Task directions: What lines of the data below hold "filename"? Show them.
Segment Start: Supplied material
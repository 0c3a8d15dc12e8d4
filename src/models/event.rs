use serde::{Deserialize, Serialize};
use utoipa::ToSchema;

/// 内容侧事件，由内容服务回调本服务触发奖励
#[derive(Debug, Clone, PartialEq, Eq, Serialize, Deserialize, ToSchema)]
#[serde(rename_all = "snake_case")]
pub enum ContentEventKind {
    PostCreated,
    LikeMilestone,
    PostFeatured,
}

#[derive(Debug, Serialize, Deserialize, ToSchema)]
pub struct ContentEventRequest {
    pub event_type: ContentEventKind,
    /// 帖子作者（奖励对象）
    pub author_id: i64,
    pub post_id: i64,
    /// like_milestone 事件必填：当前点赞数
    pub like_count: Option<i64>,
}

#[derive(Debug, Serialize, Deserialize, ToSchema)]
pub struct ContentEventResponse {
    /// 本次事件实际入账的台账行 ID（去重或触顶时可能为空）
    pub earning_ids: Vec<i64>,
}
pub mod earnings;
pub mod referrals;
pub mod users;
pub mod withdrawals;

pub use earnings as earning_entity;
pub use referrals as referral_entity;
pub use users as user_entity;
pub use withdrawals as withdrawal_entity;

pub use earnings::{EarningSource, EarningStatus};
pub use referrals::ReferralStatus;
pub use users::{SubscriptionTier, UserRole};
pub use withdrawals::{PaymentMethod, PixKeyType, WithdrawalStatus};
Segment End: Supplied material
Segment Start: Supplied material
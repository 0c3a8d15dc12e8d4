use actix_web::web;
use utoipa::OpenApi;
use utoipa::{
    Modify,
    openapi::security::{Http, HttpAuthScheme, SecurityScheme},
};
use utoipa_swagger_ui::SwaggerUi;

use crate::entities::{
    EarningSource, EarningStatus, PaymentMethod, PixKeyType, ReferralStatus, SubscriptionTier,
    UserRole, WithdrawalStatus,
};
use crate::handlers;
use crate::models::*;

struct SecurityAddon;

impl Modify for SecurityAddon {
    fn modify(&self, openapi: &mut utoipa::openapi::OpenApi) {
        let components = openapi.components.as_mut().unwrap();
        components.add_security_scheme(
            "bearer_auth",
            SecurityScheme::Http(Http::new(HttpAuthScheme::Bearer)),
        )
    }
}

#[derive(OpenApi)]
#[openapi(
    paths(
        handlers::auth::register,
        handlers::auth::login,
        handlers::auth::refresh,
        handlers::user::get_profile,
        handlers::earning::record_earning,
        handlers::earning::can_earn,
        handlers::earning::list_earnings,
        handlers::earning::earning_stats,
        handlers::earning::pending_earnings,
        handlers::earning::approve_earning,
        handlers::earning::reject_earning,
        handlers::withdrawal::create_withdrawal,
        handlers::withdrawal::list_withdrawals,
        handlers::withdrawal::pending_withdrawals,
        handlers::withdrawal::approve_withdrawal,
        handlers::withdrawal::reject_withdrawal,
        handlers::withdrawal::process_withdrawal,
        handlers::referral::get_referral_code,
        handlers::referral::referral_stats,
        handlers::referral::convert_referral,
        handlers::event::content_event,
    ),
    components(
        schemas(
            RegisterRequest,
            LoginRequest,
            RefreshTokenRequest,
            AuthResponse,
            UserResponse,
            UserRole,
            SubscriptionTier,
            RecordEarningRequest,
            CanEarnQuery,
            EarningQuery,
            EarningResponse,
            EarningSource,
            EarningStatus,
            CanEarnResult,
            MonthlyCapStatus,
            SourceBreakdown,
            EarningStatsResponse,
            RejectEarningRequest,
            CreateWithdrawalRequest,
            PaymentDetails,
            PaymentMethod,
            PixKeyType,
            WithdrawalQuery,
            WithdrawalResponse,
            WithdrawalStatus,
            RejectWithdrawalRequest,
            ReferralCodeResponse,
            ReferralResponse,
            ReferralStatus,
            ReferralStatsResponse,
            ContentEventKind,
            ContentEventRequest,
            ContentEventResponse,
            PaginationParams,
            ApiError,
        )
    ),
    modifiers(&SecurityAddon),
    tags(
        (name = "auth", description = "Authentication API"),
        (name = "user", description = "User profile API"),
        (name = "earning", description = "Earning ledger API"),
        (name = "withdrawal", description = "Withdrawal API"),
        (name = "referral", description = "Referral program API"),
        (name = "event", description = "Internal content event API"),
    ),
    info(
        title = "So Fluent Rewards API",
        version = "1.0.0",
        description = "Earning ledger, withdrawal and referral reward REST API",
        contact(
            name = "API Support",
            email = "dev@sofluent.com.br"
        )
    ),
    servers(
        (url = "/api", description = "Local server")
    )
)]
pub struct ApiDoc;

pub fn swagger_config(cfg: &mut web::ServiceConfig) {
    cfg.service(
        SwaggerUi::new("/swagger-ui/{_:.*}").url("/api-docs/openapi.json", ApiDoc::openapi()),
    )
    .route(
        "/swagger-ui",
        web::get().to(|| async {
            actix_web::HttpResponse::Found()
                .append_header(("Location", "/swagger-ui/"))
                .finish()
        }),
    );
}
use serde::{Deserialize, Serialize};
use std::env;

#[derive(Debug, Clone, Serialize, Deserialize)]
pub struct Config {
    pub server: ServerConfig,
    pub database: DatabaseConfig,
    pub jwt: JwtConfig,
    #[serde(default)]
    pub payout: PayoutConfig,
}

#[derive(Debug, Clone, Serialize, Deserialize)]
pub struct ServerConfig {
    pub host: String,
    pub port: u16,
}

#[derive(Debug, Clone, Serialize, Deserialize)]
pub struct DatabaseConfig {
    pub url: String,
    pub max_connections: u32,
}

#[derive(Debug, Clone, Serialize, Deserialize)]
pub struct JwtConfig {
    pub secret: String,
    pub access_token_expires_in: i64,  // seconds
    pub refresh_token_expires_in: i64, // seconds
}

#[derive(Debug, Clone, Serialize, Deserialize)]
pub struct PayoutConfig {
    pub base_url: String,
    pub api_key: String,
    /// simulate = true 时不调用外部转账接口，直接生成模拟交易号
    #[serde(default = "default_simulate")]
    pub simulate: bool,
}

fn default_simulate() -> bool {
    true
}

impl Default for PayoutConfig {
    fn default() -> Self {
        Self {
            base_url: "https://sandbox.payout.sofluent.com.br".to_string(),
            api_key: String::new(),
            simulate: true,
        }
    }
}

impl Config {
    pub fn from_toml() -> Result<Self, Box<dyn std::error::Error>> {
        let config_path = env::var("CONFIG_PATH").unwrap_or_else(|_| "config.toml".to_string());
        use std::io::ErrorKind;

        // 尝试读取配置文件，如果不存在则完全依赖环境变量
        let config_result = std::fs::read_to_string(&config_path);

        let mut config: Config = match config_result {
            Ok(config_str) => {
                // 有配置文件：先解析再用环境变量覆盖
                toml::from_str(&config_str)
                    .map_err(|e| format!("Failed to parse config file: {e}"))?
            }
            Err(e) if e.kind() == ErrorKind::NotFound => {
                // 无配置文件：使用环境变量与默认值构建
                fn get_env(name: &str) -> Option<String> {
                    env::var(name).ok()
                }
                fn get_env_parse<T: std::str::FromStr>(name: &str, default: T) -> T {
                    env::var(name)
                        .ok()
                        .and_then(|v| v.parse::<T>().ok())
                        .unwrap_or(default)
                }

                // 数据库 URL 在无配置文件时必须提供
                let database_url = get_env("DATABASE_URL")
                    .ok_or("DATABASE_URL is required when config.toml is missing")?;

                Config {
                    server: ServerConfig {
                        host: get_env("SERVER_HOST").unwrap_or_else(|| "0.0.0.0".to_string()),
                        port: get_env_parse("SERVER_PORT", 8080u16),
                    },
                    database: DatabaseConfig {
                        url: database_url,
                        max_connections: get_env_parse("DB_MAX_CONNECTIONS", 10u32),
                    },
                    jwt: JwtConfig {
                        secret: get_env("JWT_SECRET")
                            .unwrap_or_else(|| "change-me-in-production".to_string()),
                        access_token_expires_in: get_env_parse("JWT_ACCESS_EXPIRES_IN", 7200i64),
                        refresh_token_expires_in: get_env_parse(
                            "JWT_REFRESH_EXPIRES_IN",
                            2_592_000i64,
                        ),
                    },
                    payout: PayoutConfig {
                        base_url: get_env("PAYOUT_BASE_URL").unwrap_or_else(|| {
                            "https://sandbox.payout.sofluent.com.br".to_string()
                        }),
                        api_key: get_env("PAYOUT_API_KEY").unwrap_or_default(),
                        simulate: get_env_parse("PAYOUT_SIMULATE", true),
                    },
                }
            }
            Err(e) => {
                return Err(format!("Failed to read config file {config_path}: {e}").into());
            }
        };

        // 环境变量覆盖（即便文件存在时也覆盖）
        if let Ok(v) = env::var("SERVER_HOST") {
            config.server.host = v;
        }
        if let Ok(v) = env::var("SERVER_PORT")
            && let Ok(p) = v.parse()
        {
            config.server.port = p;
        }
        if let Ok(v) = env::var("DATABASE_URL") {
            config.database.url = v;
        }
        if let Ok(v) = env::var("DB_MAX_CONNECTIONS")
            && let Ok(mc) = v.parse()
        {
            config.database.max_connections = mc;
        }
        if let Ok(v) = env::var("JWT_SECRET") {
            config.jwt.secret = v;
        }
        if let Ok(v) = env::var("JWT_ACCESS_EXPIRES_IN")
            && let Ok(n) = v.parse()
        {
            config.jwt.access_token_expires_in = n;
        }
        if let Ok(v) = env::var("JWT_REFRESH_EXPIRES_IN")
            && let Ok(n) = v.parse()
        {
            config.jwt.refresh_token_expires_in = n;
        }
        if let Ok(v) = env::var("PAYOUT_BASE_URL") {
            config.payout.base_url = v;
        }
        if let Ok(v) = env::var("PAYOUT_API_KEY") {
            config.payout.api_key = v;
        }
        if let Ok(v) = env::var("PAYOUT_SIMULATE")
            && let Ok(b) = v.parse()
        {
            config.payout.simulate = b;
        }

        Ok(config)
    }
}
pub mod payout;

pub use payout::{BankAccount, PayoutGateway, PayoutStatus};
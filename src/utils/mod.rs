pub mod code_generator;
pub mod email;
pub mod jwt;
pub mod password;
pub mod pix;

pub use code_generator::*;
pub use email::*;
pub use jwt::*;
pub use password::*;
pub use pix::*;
Segment End: Supplied material
Segment Start: Supplied material
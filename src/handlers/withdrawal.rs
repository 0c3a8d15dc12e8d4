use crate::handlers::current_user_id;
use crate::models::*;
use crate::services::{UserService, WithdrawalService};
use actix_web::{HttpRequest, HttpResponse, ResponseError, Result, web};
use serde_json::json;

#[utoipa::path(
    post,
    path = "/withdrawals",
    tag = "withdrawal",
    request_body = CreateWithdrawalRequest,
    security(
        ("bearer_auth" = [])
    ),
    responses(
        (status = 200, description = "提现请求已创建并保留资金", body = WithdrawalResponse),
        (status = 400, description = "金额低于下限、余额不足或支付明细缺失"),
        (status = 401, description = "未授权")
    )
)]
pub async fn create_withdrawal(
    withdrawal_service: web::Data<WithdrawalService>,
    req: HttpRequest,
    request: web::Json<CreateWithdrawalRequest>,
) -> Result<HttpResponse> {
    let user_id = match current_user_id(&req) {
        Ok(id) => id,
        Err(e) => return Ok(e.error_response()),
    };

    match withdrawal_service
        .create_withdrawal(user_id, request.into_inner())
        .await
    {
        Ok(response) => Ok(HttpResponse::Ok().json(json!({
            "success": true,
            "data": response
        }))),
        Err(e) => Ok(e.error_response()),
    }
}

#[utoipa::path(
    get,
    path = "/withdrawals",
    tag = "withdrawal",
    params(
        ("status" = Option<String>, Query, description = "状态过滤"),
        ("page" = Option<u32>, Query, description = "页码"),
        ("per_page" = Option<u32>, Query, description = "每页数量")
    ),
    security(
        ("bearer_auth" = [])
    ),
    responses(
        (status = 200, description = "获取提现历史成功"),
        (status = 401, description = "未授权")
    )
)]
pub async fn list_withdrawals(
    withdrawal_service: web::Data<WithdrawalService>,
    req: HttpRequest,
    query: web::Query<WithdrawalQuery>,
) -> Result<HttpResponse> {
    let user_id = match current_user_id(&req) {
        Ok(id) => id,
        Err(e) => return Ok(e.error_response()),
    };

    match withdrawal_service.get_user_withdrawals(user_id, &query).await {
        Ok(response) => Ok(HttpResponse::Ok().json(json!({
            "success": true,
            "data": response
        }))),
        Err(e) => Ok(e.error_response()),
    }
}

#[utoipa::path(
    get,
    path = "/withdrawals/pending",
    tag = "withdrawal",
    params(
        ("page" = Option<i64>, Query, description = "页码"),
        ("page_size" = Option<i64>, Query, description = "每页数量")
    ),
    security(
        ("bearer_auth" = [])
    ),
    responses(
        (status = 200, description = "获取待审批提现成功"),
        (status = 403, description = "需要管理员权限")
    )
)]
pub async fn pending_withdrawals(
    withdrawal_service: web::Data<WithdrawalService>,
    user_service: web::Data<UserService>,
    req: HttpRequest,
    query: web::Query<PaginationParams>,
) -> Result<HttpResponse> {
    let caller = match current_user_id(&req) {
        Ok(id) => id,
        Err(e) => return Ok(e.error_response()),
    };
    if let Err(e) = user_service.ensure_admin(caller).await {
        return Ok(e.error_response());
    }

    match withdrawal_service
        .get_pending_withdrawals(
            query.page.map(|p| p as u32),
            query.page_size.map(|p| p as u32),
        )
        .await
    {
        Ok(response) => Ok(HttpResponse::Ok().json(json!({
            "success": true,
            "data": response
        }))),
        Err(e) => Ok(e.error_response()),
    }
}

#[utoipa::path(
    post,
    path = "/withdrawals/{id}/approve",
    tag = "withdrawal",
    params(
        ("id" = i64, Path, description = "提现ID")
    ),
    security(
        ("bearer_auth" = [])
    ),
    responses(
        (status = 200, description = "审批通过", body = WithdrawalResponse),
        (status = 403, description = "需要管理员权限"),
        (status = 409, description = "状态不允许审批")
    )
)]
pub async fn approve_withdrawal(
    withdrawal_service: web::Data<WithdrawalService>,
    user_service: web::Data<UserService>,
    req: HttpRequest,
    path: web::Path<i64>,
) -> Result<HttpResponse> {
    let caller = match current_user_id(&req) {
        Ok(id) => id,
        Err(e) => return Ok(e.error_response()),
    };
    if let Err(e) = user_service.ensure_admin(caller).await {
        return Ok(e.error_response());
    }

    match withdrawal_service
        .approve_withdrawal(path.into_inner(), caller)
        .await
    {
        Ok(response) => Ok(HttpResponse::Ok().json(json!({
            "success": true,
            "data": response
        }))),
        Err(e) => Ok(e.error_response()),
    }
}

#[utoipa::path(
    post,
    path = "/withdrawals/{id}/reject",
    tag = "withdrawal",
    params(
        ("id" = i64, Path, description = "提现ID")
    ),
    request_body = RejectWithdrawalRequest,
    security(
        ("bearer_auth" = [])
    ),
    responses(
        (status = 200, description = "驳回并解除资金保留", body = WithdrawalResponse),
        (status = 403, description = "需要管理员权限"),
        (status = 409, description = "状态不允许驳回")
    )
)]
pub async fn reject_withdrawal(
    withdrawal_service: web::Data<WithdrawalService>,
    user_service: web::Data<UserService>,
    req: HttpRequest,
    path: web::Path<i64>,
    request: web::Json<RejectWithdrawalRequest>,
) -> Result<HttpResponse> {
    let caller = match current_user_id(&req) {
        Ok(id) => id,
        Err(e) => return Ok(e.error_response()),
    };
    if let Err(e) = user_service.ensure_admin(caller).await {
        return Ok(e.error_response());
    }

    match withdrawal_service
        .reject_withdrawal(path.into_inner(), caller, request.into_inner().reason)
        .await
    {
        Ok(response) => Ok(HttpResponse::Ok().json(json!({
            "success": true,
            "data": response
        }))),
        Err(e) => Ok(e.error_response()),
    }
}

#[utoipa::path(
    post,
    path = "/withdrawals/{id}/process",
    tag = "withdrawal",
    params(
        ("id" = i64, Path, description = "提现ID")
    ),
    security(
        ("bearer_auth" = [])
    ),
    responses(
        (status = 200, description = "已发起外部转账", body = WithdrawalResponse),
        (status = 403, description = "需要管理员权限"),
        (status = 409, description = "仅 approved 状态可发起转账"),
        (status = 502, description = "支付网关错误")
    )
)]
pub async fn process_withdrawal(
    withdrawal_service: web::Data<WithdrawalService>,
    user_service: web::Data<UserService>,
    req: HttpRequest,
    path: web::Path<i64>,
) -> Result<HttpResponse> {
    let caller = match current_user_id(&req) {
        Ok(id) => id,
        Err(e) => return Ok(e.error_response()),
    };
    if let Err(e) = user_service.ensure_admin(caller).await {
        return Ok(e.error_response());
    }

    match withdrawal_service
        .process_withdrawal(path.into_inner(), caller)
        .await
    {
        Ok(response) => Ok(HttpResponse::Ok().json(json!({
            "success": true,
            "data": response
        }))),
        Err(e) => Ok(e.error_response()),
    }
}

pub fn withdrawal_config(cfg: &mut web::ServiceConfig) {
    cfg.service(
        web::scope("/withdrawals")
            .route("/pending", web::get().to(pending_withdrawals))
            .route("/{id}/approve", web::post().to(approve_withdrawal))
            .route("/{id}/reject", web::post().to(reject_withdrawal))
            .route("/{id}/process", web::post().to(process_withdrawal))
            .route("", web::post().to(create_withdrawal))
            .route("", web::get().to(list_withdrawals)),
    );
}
Segment End: Supplied material
Task solution:
filename src/models/event.rs
filename src/utils/mod.rs
filename src/handlers/withdrawal.rs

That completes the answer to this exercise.